*PROBLEM REQUIREMENTS*
The answer must be an exact transcription of all the records below.
** Opening RECORDED INFORMATION block **
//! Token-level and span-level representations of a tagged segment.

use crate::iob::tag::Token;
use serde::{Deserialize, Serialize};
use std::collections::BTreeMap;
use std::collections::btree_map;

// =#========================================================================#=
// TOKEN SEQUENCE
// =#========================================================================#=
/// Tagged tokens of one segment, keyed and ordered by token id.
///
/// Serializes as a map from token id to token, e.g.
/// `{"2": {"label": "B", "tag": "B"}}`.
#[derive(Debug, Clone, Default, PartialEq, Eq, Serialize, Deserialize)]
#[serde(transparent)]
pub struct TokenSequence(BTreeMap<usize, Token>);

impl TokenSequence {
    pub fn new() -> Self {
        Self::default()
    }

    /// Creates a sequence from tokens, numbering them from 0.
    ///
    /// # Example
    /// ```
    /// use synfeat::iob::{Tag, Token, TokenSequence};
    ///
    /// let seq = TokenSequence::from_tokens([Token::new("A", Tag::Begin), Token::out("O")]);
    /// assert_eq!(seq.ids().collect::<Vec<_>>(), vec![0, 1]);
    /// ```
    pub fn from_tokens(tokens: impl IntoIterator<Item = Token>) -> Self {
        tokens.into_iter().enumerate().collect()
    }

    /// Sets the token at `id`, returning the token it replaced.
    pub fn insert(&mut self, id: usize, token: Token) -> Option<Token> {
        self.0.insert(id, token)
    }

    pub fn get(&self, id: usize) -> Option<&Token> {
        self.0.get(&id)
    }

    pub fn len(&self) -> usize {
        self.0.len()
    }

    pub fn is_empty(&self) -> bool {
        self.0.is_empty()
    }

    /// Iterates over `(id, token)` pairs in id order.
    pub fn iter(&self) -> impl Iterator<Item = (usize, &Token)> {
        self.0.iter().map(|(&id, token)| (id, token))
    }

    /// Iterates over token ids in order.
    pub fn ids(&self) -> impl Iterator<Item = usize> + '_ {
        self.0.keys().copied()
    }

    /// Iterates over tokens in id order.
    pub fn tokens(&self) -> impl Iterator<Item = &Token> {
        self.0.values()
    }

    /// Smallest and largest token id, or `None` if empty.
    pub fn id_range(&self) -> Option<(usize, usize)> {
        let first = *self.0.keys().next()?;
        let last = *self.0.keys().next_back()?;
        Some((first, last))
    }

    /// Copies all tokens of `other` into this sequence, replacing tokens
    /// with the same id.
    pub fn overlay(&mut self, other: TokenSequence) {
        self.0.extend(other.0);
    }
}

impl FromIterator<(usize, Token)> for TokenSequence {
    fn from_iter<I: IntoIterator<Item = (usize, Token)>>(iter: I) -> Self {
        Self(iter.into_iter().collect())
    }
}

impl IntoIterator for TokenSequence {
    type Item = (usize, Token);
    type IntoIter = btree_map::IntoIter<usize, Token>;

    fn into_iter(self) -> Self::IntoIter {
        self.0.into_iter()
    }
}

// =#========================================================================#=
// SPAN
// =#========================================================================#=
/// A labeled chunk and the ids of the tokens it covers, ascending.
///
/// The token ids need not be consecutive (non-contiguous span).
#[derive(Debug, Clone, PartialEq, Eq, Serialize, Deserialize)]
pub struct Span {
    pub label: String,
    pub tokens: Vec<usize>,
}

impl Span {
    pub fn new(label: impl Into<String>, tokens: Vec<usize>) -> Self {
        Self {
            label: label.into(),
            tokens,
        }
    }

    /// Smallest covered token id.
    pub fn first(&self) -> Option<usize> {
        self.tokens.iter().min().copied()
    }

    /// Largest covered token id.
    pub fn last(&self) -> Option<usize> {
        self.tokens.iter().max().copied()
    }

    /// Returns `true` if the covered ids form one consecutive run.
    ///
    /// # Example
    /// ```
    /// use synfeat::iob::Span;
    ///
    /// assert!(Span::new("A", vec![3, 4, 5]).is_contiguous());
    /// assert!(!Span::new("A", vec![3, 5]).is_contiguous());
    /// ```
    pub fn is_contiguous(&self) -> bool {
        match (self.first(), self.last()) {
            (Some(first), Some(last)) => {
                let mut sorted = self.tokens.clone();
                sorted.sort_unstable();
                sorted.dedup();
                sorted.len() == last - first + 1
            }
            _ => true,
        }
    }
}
** Closing RECORDED INFORMATION block **
*OUTPUT BELOW*
//! Token-level and span-level representations of a tagged segment.

use crate::iob::tag::Token;
use serde::{Deserialize, Serialize};
use std::collections::BTreeMap;
use std::collections::btree_map;

// =#========================================================================#=
// TOKEN SEQUENCE
// =#========================================================================#=
/// Tagged tokens of one segment, keyed and ordered by token id.
///
/// Serializes as a map from token id to token, e.g.
/// `{"2": {"label": "B", "tag": "B"}}`.
#[derive(Debug, Clone, Default, PartialEq, Eq, Serialize, Deserialize)]
#[serde(transparent)]
pub struct TokenSequence(BTreeMap<usize, Token>);

impl TokenSequence {
    pub fn new() -> Self {
        Self::default()
    }

    /// Creates a sequence from tokens, numbering them from 0.
    ///
    /// # Example
    /// ```
    /// use synfeat::iob::{Tag, Token, TokenSequence};
    ///
    /// let seq = TokenSequence::from_tokens([Token::new("A", Tag::Begin), Token::out("O")]);
    /// assert_eq!(seq.ids().collect::<Vec<_>>(), vec![0, 1]);
    /// ```
    pub fn from_tokens(tokens: impl IntoIterator<Item = Token>) -> Self {
        tokens.into_iter().enumerate().collect()
    }

    /// Sets the token at `id`, returning the token it replaced.
    pub fn insert(&mut self, id: usize, token: Token) -> Option<Token> {
        self.0.insert(id, token)
    }

    pub fn get(&self, id: usize) -> Option<&Token> {
        self.0.get(&id)
    }

    pub fn len(&self) -> usize {
        self.0.len()
    }

    pub fn is_empty(&self) -> bool {
        self.0.is_empty()
    }

    /// Iterates over `(id, token)` pairs in id order.
    pub fn iter(&self) -> impl Iterator<Item = (usize, &Token)> {
        self.0.iter().map(|(&id, token)| (id, token))
    }

    /// Iterates over token ids in order.
    pub fn ids(&self) -> impl Iterator<Item = usize> + '_ {
        self.0.keys().copied()
    }

    /// Iterates over tokens in id order.
    pub fn tokens(&self) -> impl Iterator<Item = &Token> {
        self.0.values()
    }

    /// Smallest and largest token id, or `None` if empty.
    pub fn id_range(&self) -> Option<(usize, usize)> {
        let first = *self.0.keys().next()?;
        let last = *self.0.keys().next_back()?;
        Some((first, last))
    }

    /// Copies all tokens of `other` into this sequence, replacing tokens
    /// with the same id.
    pub fn overlay(&mut self, other: TokenSequence) {
        self.0.extend(other.0);
    }
}

impl FromIterator<(usize, Token)> for TokenSequence {
    fn from_iter<I: IntoIterator<Item = (usize, Token)>>(iter: I) -> Self {
        Self(iter.into_iter().collect())
    }
}

impl IntoIterator for TokenSequence {
    type Item = (usize, Token);
    type IntoIter = btree_map::IntoIter<usize, Token>;

    fn into_iter(self) -> Self::IntoIter {
        self.0.into_iter()
    }
}

// =#========================================================================#=
// SPAN
// =#========================================================================#=
/// A labeled chunk and the ids of the tokens it covers, ascending.
///
/// The token ids need not be consecutive (non-contiguous span).
#[derive(Debug, Clone, PartialEq, Eq, Serialize, Deserialize)]
pub struct Span {
    pub label: String,
    pub tokens: Vec<usize>,
}

impl Span {
    pub fn new(label: impl Into<String>, tokens: Vec<usize>) -> Self {
        Self {
            label: label.into(),
            tokens,
        }
    }

    /// Smallest covered token id.
    pub fn first(&self) -> Option<usize> {
        self.tokens.iter().min().copied()
    }

    /// Largest covered token id.
    pub fn last(&self) -> Option<usize> {
        self.tokens.iter().max().copied()
    }

    /// Returns `true` if the covered ids form one consecutive run.
    ///
    /// # Example
    /// ```
    /// use synfeat::iob::Span;
    ///
    /// assert!(Span::new("A", vec![3, 4, 5]).is_contiguous());
    /// assert!(!Span::new("A", vec![3, 5]).is_contiguous());
    /// ```
    pub fn is_contiguous(&self) -> bool {
        match (self.first(), self.last()) {
            (Some(first), Some(last)) => {
                let mut sorted = self.tokens.clone();
                sorted.sort_unstable();
                sorted.dedup();
                sorted.len() == last - first + 1
            }
            _ => true,
        }
    }
}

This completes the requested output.